Éramos católicas por inercia y porque íbamos a un colegio de monjas y solo de chicas. Las había con padres en paro, divorciados, nuevos ricos, constructores y camareros. No hablábamos de política y en estos casi treinta años que llevamos sin compartir aula, a pesar de estar cada una por nuestro lado, nos escribimos para decir cosas llenas de afecto y escasa profundidad. Compartimos una campaña de recogida de alimentos y juguetes, algún que otro chiste sin importancia, cumpleaños o el típico mensaje de "¿Conocéis a alguien que…?" y cualquier cosa dispar a continuación. ¿Nos echamos de menos? No creo. ¿Está bien saber que la que se vistió de Goyesca contigo en un festival del día de la madre está vivita y coleando? Rotundamente sí.

Yo nunca le he preguntado a mis amigas por traumas identitarios, abusos o violencias

Sabemos, aunque no lo digamos, que somos ahora bastante mejores que entonces. Que somos más libres, que aquel pueblo a veces nos ahogaba y que para atrás solo para ahorrarnos el dinero del tinte porque ni siquiera para tomar impulso; volver solo cuando son las fiestas patronales y darnos besos sonoros, que yo vuelva a imitar a Serrat cantando 'Todos contra el fuego', que era mi gag más estable. Sabemos que había gente que lo pasaba peor y también que los burgueses capitalinos iban a Archy y a Jácara.

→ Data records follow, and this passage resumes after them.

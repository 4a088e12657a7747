//! Streamable HTTP endpoint for the tool surface.

use std::net::SocketAddr;
use std::sync::Arc;

use anyhow::Result;
use axum::extract::State;
use axum::http::{HeaderMap, StatusCode};
use axum::response::{IntoResponse, Response};
use axum::routing::post;
use axum::{Json, Router};
use relay_tools::{RequestMeta, ToolSurface};
use tower_http::trace::TraceLayer;
use tracing::info;

use crate::rpc::{self, RpcRequest};

pub async fn serve(surface: Arc<ToolSurface>, addr: SocketAddr, path: &str) -> Result<()> {
    let app = Router::new()
        .route(path, post(handle_mcp))
        .with_state(surface)
        .layer(TraceLayer::new_for_http());

    let listener = tokio::net::TcpListener::bind(addr).await?;
    info!(%addr, path, "relay-mesh HTTP endpoint listening");

    axum::serve(listener, app)
        .with_graceful_shutdown(shutdown_signal())
        .await?;
    Ok(())
}

async fn handle_mcp(
    State(surface): State<Arc<ToolSurface>>,
    headers: HeaderMap,
    body: String,
) -> Response {
    let meta = RequestMeta::new(
        headers
            .iter()
            .filter_map(|(name, value)| {
                value
                    .to_str()
                    .ok()
                    .map(|value| (name.as_str().to_owned(), value.to_owned()))
            })
            .collect(),
    );

    match serde_json::from_str::<RpcRequest>(&body) {
        Ok(request) => match rpc::handle_request(&surface, request, meta).await {
            Some(response) => Json(response).into_response(),
            None => StatusCode::ACCEPTED.into_response(),
        },
        Err(error) => Json(rpc::parse_error(error)).into_response(),
    }
}

async fn shutdown_signal() {
    let ctrl_c = async {
        if let Err(error) = tokio::signal::ctrl_c().await {
            tracing::error!(%error, "failed to install Ctrl+C handler");
        }
    };

    #[cfg(unix)]
    {
        let terminate = async {
            match tokio::signal::unix::signal(tokio::signal::unix::SignalKind::terminate()) {
                Ok(mut signal) => {
                    signal.recv().await;
                }
                Err(error) => {
                    tracing::error!(%error, "failed to install SIGTERM handler");
                }
            }
        };

        tokio::select! {
            _ = ctrl_c => {},
            _ = terminate => {},
        }
    }

    #[cfg(not(unix))]
    {
        ctrl_c.await;
    }
}
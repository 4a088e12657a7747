//! # relay-broker — registry and delivery pipeline
//!
//! The broker owns every piece of mutable mesh state: the agents map, the
//! session index, the shared-context store, and each agent's inbound
//! queue. All of it lives behind one broker-wide mutex; transport I/O is
//! performed with the lock released and re-enters through the per-agent
//! subscription callback, which is the only path that appends to a queue.

use std::collections::{BTreeMap, HashMap, HashSet, VecDeque};
use std::sync::Arc;
use std::time::Duration;

use chrono::{DateTime, Utc};
use parking_lot::Mutex;
use relay_discovery::{ProfileFields, SearchFilter, match_profile, query_token_count};
use relay_protocol::{
    AgentProfile, AgentStatus, Harness, Message, ProfilePatch, RelayError, RelayResult, agent_id,
    normalize_project_name,
};
use relay_transport::{DeliveryFn, StreamConfig, Subscription, Transport};
use serde::Serialize;
use tracing::{debug, instrument, warn};

/// Subject prefix for per-agent delivery subjects.
pub const SUBJECT_PREFIX: &str = "relay.agent";
/// Name of the single durable stream covering all agent subjects.
pub const STREAM_NAME: &str = "RELAY_MESSAGES";
/// Retention window for the durable stream.
pub const STREAM_MAX_AGE: Duration = Duration::from_secs(7 * 24 * 60 * 60);

const DEFAULT_FETCH_LIMIT: usize = 10;
const DEFAULT_HISTORY_LIMIT: usize = 20;
const WAIT_POLL_INTERVAL: Duration = Duration::from_secs(2);

/// Stream configuration the broker ensures on startup.
pub fn relay_stream_config() -> StreamConfig {
    StreamConfig {
        name: STREAM_NAME.to_owned(),
        subjects: vec![format!("{SUBJECT_PREFIX}.>")],
        max_age: STREAM_MAX_AGE,
    }
}

/// Public view of a registered agent.
#[derive(Debug, Clone, Serialize)]
pub struct AgentSnapshot {
    pub id: String,
    pub name: String,
    pub description: String,
    pub project: String,
    pub role: String,
    pub github: String,
    pub branch: String,
    pub specialization: String,
    pub status: AgentStatus,
    pub last_seen: DateTime<Utc>,
}

/// Snapshot of an agent's coordination state for team status reports.
#[derive(Debug, Clone, Serialize)]
pub struct AgentStatusEntry {
    pub id: String,
    pub name: String,
    pub role: String,
    pub project: String,
    pub status: AgentStatus,
    pub last_seen: DateTime<Utc>,
    pub last_fetch: Option<DateTime<Utc>>,
    pub unread_messages: usize,
}

/// One not-yet-done agent in a readiness report.
#[derive(Debug, Clone, Serialize)]
pub struct PendingAgent {
    pub id: String,
    pub name: String,
    pub status: AgentStatus,
}

/// Completion picture for a project.
#[derive(Debug, Clone, Serialize)]
pub struct ReadinessReport {
    pub ready: bool,
    pub total_agents: usize,
    pub done_count: usize,
    pub pending_agents: Vec<PendingAgent>,
}

/// Delivery marker for a single message.
#[derive(Debug, Clone, Serialize)]
pub struct MessageStatusReport {
    pub message_id: String,
    pub to: String,
    pub status: &'static str,
}

/// Result of a broadcast fan-out. A transport failure halts the fan-out;
/// the envelopes already sent stay in `messages` next to the error.
#[derive(Debug)]
pub struct BroadcastOutcome {
    pub messages: Vec<Message>,
    pub error: Option<RelayError>,
}
//! State-file push adapter for the claude-code harness.
//!
//! Claude Code has no prompt-injection API, so delivery is indirect: a
//! pending-message record is appended to a well-known JSON file that the
//! harness's stop hook reads, and a desktop notification is fired as a
//! best-effort visibility signal.

use std::io::Write;
use std::path::PathBuf;

use async_trait::async_trait;
use relay_protocol::Harness;
use serde::{Deserialize, Serialize};
use tokio::sync::Mutex;
use tracing::debug;

use crate::{PushAdapter, PushError, PushMessage, PushResult};

const PENDING_FILE: &str = "pending-messages.json";

/// Record shape the stop hook expects; field names are part of the
/// contract with the hook script.
#[derive(Debug, Clone, Serialize, Deserialize)]
struct PendingRecord {
    from: String,
    body: String,
    message_id: String,
    agent_id: String,
    created_at: String,
}

pub struct ClaudeCodeAdapter {
    state_dir: PathBuf,
    write_lock: Mutex<()>,
}

impl ClaudeCodeAdapter {
    pub fn new(state_dir: impl Into<PathBuf>) -> Self {
        Self {
            state_dir: state_dir.into(),
            write_lock: Mutex::new(()),
        }
    }

    fn pending_path(&self) -> PathBuf {
        self.state_dir.join(PENDING_FILE)
    }

    /// Read the current pending list; a corrupted file is treated as
    /// empty and recovered by the atomic rewrite.
    fn read_pending(&self) -> Vec<PendingRecord> {
        match std::fs::read(self.pending_path()) {
            Ok(raw) => serde_json::from_slice(&raw).unwrap_or_default(),
            Err(_) => Vec::new(),
        }
    }

    /// Write the full pending list atomically: temp file in the same
    /// directory, fsync, rename over the target.
    fn write_pending(&self, pending: &[PendingRecord]) -> PushResult<()> {
        let payload = serde_json::to_vec_pretty(pending)
            .map_err(|error| PushError::State(format!("encode pending messages: {error}")))?;

        let mut temp = tempfile::NamedTempFile::new_in(&self.state_dir)
            .map_err(|error| PushError::State(format!("create temp file: {error}")))?;
        temp.write_all(&payload)
            .map_err(|error| PushError::State(format!("write temp file: {error}")))?;
        temp.as_file()
            .sync_all()
            .map_err(|error| PushError::State(format!("sync temp file: {error}")))?;
        temp.persist(self.pending_path())
            .map_err(|error| PushError::State(format!("replace state file: {error}")))?;
        Ok(())
    }

    async fn notify_desktop(&self, agent_id: &str, from: &str) {
        let text = format!("New message for {agent_id} from {from}");

        #[cfg(target_os = "linux")]
        let command = {
            let mut command = tokio::process::Command::new("notify-send");
            command.arg("relay-mesh").arg(text);
            Some(command)
        };

        #[cfg(target_os = "macos")]
        let command = {
            let script = format!(r#"display notification "{text}" with title "relay-mesh""#);
            let mut command = tokio::process::Command::new("osascript");
            command.arg("-e").arg(script);
            Some(command)
        };

        #[cfg(not(any(target_os = "linux", target_os = "macos")))]
        let command: Option<tokio::process::Command> = None;

        if let Some(mut command) = command
            && let Err(error) = command.status().await
        {
            debug!(%error, "desktop notification failed");
        }
    }
}

#[async_trait]
impl PushAdapter for ClaudeCodeAdapter {
    fn harness(&self) -> Harness {
        Harness::ClaudeCode
    }

    fn enabled(&self) -> bool {
        true
    }

    async fn push(
        &self,
        _session_id: &str,
        agent_id: &str,
        message: &PushMessage,
    ) -> PushResult<()> {
        let _guard = self.write_lock.lock().await;

        std::fs::create_dir_all(&self.state_dir)
            .map_err(|error| PushError::State(format!("create state dir: {error}")))?;

        let mut pending = self.read_pending();
        pending.push(PendingRecord {
            from: message.from.clone(),
            body: message.body.clone(),
            message_id: message.id.clone(),
            agent_id: agent_id.to_owned(),
            created_at: message.created_at.clone(),
        });
        self.write_pending(&pending)?;

        self.notify_desktop(agent_id, &message.from).await;
        Ok(())
    }
}

#[cfg(test)]
mod tests {
    use super::*;

    fn sample_message(id: &str, body: &str) -> PushMessage {
        PushMessage {
            id: id.to_owned(),
            from: "ag-sender".to_owned(),
            to: "ag-target".to_owned(),
            body: body.to_owned(),
            created_at: "2026-08-02T10:00:00+00:00".to_owned(),
        }
    }

    #[tokio::test]
    async fn push_appends_pending_records() {
        let dir = tempfile::tempdir().unwrap();
        let adapter = ClaudeCodeAdapter::new(dir.path());

        adapter
            .push("sess", "ag-target", &sample_message("msg-1111111111111111", "first"))
            .await
            .unwrap();
        adapter
            .push("sess", "ag-target", &sample_message("msg-2222222222222222", "second"))
            .await
            .unwrap();

        let raw = std::fs::read(dir.path().join(PENDING_FILE)).unwrap();
        let pending: Vec<PendingRecord> = serde_json::from_slice(&raw).unwrap();
        assert_eq!(pending.len(), 2);
        assert_eq!(pending[0].body, "first");
        assert_eq!(pending[1].message_id, "msg-2222222222222222");
        assert_eq!(pending[1].agent_id, "ag-target");
    }

    #[tokio::test]
    async fn corrupted_state_file_is_recovered() {
        let dir = tempfile::tempdir().unwrap();
        std::fs::write(dir.path().join(PENDING_FILE), b"{not json").unwrap();

        let adapter = ClaudeCodeAdapter::new(dir.path());
        adapter
            .push("sess", "ag-target", &sample_message("msg-3333333333333333", "fresh"))
            .await
            .unwrap();

        let raw = std::fs::read(dir.path().join(PENDING_FILE)).unwrap();
        let pending: Vec<PendingRecord> = serde_json::from_slice(&raw).unwrap();
        assert_eq!(pending.len(), 1);
        assert_eq!(pending[0].body, "fresh");
    }

    #[tokio::test]
    async fn state_dir_is_created_on_first_push() {
        let dir = tempfile::tempdir().unwrap();
        let nested = dir.path().join("claude-code");
        let adapter = ClaudeCodeAdapter::new(&nested);

        adapter
            .push("sess", "ag-target", &sample_message("msg-4444444444444444", "x"))
            .await
            .unwrap();
        assert!(nested.join(PENDING_FILE).exists());
    }

    #[test]
    fn adapter_is_always_enabled() {
        let adapter = ClaudeCodeAdapter::new("/tmp/unused");
        assert!(adapter.enabled());
        assert_eq!(adapter.harness(), Harness::ClaudeCode);
    }
}
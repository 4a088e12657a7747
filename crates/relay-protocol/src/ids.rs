//! Prefix-tagged identifiers.
//!
//! Agents and messages carry opaque ids of the form `<prefix>-<16 hex>`,
//! backed by 8 bytes from the OS cryptographic RNG. Collisions are not
//! handled; at mesh scale the birthday probability is negligible.

use std::fmt::Write;

use rand::RngCore;
use rand::rngs::OsRng;

/// Prefix for agent identifiers.
pub const AGENT_ID_PREFIX: &str = "ag";
/// Prefix for message identifiers.
pub const MESSAGE_ID_PREFIX: &str = "msg";

fn random_id(prefix: &str) -> String {
    let mut buf = [0u8; 8];
    OsRng.fill_bytes(&mut buf);

    let mut out = String::with_capacity(prefix.len() + 1 + buf.len() * 2);
    out.push_str(prefix);
    out.push('-');
    for byte in buf {
        let _ = write!(out, "{byte:02x}");
    }
    out
}

/// Generate a fresh agent id (`ag-…`).
pub fn agent_id() -> String {
    random_id(AGENT_ID_PREFIX)
}

/// Generate a fresh message id (`msg-…`).
pub fn message_id() -> String {
    random_id(MESSAGE_ID_PREFIX)
}

#[cfg(test)]
mod tests {
    use super::*;

    #[test]
    fn agent_id_shape() {
        let id = agent_id();
        assert!(id.starts_with("ag-"));
        assert_eq!(id.len(), "ag-".len() + 16);
        assert!(id["ag-".len()..].chars().all(|c| c.is_ascii_hexdigit()));
    }

    #[test]
    fn message_id_shape() {
        let id = message_id();
        assert!(id.starts_with("msg-"));
        assert_eq!(id.len(), "msg-".len() + 16);
    }

    #[test]
    fn ids_are_unique() {
        let a = agent_id();
        let b = agent_id();
        assert_ne!(a, b);
    }
}
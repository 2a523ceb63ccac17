//! Shared utility functions used across modules.

use unicode_width::{UnicodeWidthChar, UnicodeWidthStr};

/// Truncate a string to `max_width` display columns, appending "..." if truncated.
///
/// Counts terminal columns rather than bytes so wide (CJK) process names
/// never split a character.
pub fn truncate_str(s: &str, max_width: usize) -> String {
    if s.width() <= max_width {
        return s.to_string();
    }
    if max_width <= 3 {
        return take_width(s, max_width);
    }
    format!("{}...", take_width(s, max_width - 3))
}

/// Longest prefix of `s` that fits in `width` columns.
fn take_width(s: &str, width: usize) -> String {
    let mut used = 0;
    s.chars()
        .take_while(|c| {
            used += c.width().unwrap_or(0);
            used <= width
        })
        .collect()
}
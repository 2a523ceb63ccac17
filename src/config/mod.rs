use std::path::Path;
use std::time::Duration;

use serde::Deserialize;

use crate::constants::*;

/// Application configuration with sensible defaults.
///
/// Can be overridden via ~/.config/thop/config.toml
#[derive(Debug, Clone, PartialEq, Eq)]
pub struct Config {
    /// Refresh interval in milliseconds
    pub refresh_interval_ms: u64,
    /// Core gauges per grid row
    pub cores_per_row: usize,
}

impl Default for Config {
    fn default() -> Self {
        Self {
            refresh_interval_ms: DEFAULT_REFRESH_MS,
            cores_per_row: DEFAULT_CORES_PER_ROW,
        }
    }
}

/// TOML-deserializable config file format.
/// All fields are optional; missing fields use defaults.
#[derive(Debug, Deserialize, Default)]
#[serde(default)]
struct FileConfig {
    refresh_interval_ms: Option<u64>,
    cores_per_row: Option<usize>,
}

impl Config {
    /// Load config from ~/.config/thop/config.toml, falling back to defaults
    /// for any missing fields. If the file doesn't exist, returns pure defaults.
    pub fn load() -> Self {
        Self::load_from(&config_file_path())
    }

    /// Load config from an explicit path. Unreadable or malformed files
    /// yield defaults; a malformed file is logged.
    pub fn load_from(path: &Path) -> Self {
        let content = match std::fs::read_to_string(path) {
            Ok(c) => c,
            Err(_) => return Config::default(),
        };

        match Self::from_toml_str(&content) {
            Ok(config) => {
                tracing::debug!(path = %path.display(), ?config, "loaded config");
                config
            }
            Err(e) => {
                tracing::warn!(
                    path = %path.display(),
                    error = %e,
                    "failed to parse config, using defaults"
                );
                Config::default()
            }
        }
    }

    /// Parse a TOML document and merge its values over the defaults.
    pub fn from_toml_str(content: &str) -> Result<Self, toml::de::Error> {
        let file_config: FileConfig = toml::from_str(content)?;
        let mut config = Config::default();

        if let Some(v) = file_config.refresh_interval_ms {
            config.refresh_interval_ms = v.max(MIN_REFRESH_MS);
        }
        if let Some(v) = file_config.cores_per_row {
            config.cores_per_row = v.clamp(1, MAX_CORES_PER_ROW);
        }

        Ok(config)
    }

    pub fn refresh_interval(&self) -> Duration {
        Duration::from_millis(self.refresh_interval_ms)
    }
}
//! Turns a `DashboardState` into the ordered list of widgets to paint.
//!
//! Order is fixed: core gauges (ascending core index), the memory gauge, the
//! process table, then the signal overlay when the menu is open. The overlay
//! comes last so it paints above the table.

use crate::constants::{OVERLAY_NAME_MAX, USAGE_HIGH_PCT, USAGE_MODERATE_PCT, USAGE_URGENT_PCT};
use crate::models::{CoreLoad, MemorySummary, ProcessSnapshot, SignalCatalog};
use crate::utils::truncate_str;

use super::state::{DashboardState, SignalMenuState};

pub const PROCESS_TABLE_TITLE: &str = "Processes (↑/↓ to navigate)";

/// Usage band of a gauge, picked highest threshold first.
#[derive(Debug, Clone, Copy, PartialEq, Eq)]
pub enum Band {
    Nominal,
    Moderate,
    High,
    Urgent,
}

impl Band {
    pub fn for_percent(percent: f32) -> Self {
        if percent >= USAGE_URGENT_PCT {
            Band::Urgent
        } else if percent >= USAGE_HIGH_PCT {
            Band::High
        } else if percent >= USAGE_MODERATE_PCT {
            Band::Moderate
        } else {
            Band::Nominal
        }
    }
}

/// A percent bar with a title and an inline label.
#[derive(Debug, Clone, PartialEq)]
pub struct GaugeSpec {
    pub title: String,
    pub label: String,
    pub percent: f32,
    pub band: Band,
}

#[derive(Debug, Clone, PartialEq)]
pub struct ProcessListSpec {
    pub title: String,
    pub rows: Vec<String>,
    /// `None` when the table is empty.
    pub selected: Option<usize>,
    /// Status message shown on the bottom border.
    pub footer: Option<String>,
}

#[derive(Debug, Clone, PartialEq)]
pub struct OverlaySpec {
    pub title: String,
    pub items: Vec<String>,
    pub selected: usize,
    /// Table row the overlay is positioned against.
    pub anchor_row: usize,
}

/// One drawable element of the dashboard.
#[derive(Debug, Clone, PartialEq)]
pub enum Widget {
    CoreGauge(GaugeSpec),
    MemoryGauge(GaugeSpec),
    ProcessTable(ProcessListSpec),
    SignalOverlay(OverlaySpec),
}

pub struct RenderCoordinator<'a> {
    catalog: &'a SignalCatalog,
}

impl<'a> RenderCoordinator<'a> {
    pub fn new(catalog: &'a SignalCatalog) -> Self {
        Self { catalog }
    }

    pub fn compose(&self, state: &DashboardState) -> Vec<Widget> {
        let mut widgets: Vec<Widget> = state
            .cores
            .iter()
            .map(|load| Widget::CoreGauge(core_gauge(load)))
            .collect();

        widgets.push(Widget::MemoryGauge(memory_gauge(&state.memory)));
        widgets.push(Widget::ProcessTable(self.process_list(state)));

        if let SignalMenuState::Open {
            anchor_row,
            selected,
            target,
        } = state.menu
        {
            let target = target.and_then(|pid| state.processes.find(pid));
            widgets.push(Widget::SignalOverlay(OverlaySpec {
                title: overlay_title(target),
                items: self
                    .catalog
                    .iter()
                    .map(|d| format!("{:<8} {}", d.name, d.description))
                    .collect(),
                selected,
                anchor_row,
            }));
        }

        widgets
    }

    fn process_list(&self, state: &DashboardState) -> ProcessListSpec {
        ProcessListSpec {
            title: PROCESS_TABLE_TITLE.to_string(),
            rows: state.processes.iter().map(process_row).collect(),
            selected: (!state.processes.is_empty()).then(|| state.navigation.selected()),
            footer: state.status_text().map(str::to_string),
        }
    }
}

fn core_gauge(load: &CoreLoad) -> GaugeSpec {
    GaugeSpec {
        title: format!("CPU Core {}", load.core),
        label: format!("{:.1}%", load.percent),
        percent: load.percent,
        band: Band::for_percent(load.percent),
    }
}

fn memory_gauge(memory: &MemorySummary) -> GaugeSpec {
    GaugeSpec {
        title: format!("Memory Usage (free: {})", format_bytes(memory.available_bytes)),
        label: format!(
            "{} / {} ({:.1}%)",
            format_bytes(memory.used_bytes),
            format_bytes(memory.total_bytes),
            memory.used_percent
        ),
        percent: memory.used_percent,
        band: Band::for_percent(memory.used_percent),
    }
}

fn overlay_title(target: Option<&ProcessSnapshot>) -> String {
    match target {
        Some(p) => format!(
            "Send signal to PID {} ({})",
            p.pid,
            truncate_str(&p.name, OVERLAY_NAME_MAX)
        ),
        None => "Send signal".to_string(),
    }
}

/// Fixed one-line rendering of a process row.
pub fn process_row(p: &ProcessSnapshot) -> String {
    format!(
        "[{}] {} (CPU: {:.1}%, Mem: {:.1}%, Status: {})",
        p.pid, p.name, p.cpu_percent, p.mem_percent, p.status
    )
}

/// Formats bytes into human-readable string (B, KiB, ... EiB).
pub fn format_bytes(bytes: u64) -> String {
    const UNITS: [&str; 7] = ["B", "KiB", "MiB", "GiB", "TiB", "PiB", "EiB"];

    if bytes < 1024 {
        return format!("{} B", bytes);
    }

    let mut value = bytes as f64;
    let mut unit = 0;
    while value >= 1024.0 && unit < UNITS.len() - 1 {
        value /= 1024.0;
        unit += 1;
    }
    format!("{:.1} {}", value, UNITS[unit])
}
//! Data sources consumed by the dashboard loop.
//!
//! The loop only sees these traits; `SystemCollector` implements all three
//! over `sysinfo`, tests substitute fakes.

mod collector;

pub use collector::SystemCollector;

use sysinfo::Signal;

use crate::error::{CollectError, DeliveryError};
use crate::models::{CoreLoad, MemorySummary, ProcessSnapshot};

/// Per-core CPU load and memory usage. Failures are fatal to the loop.
pub trait MetricSource {
    /// Loads ordered by ascending core index.
    fn core_loads(&mut self) -> Result<Vec<CoreLoad>, CollectError>;

    fn memory_info(&mut self) -> Result<MemorySummary, CollectError>;
}

/// Process enumeration. Failures are recoverable.
pub trait ProcessSource {
    /// Processes whose name cannot be resolved are left out.
    fn list_processes(&mut self) -> Result<Vec<ProcessSnapshot>, CollectError>;
}

/// Signal delivery. Failures are recoverable.
pub trait SignalSender {
    fn send_signal(&mut self, pid: u32, signal: Signal) -> Result<(), DeliveryError>;
}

Yo nunca le he preguntado a mis amigas por traumas identitarios, abusos o violencias. Ellas tampoco han indagado en mis sombras. ¿Significa eso blanquear las injusticias? No. ¿Significa eso que éramos planas como el guion de la saga 'Too fast too furious'? Claro. ¿Quiero volver a los 70? Solo para besar a mis padres y a mi tío Eusebio. ¿Somos ese grupo de 14 más listas, más rojas, mejores? Lo desconozco. Ahora me rodeo de todo aquello que me faltaba de pequeña. Otra mirada, otras infancias, otras sexualidades, otros silencios. Lo miro y pienso en la suerte que tuve. Me miran y no me reprochan. Me abrazan y no me juzgan. Me ven cuando rezo y cuando voy a la calle el 8 de marzo. Y saben que nunca tomo descafeinado.

Después de dar vueltas sin rumbo el lunes por la mañana, decidí desayunar en un bar pequeño, minimalista, cercano al Templo de Debod y con pretendido aire neoyorquino. En la puerta, una pizarra advertía de que en ese lugar de nombre anglosajón no había café descafeinado ni sacarina. "Vamos, que no puedo venir con mi tía Maricarmen ni con otros miembros de mi familia a los que el médico de cabecera les ha dicho que ojito con la tensión", me dije a mí misma pero en versión mucho más reducida.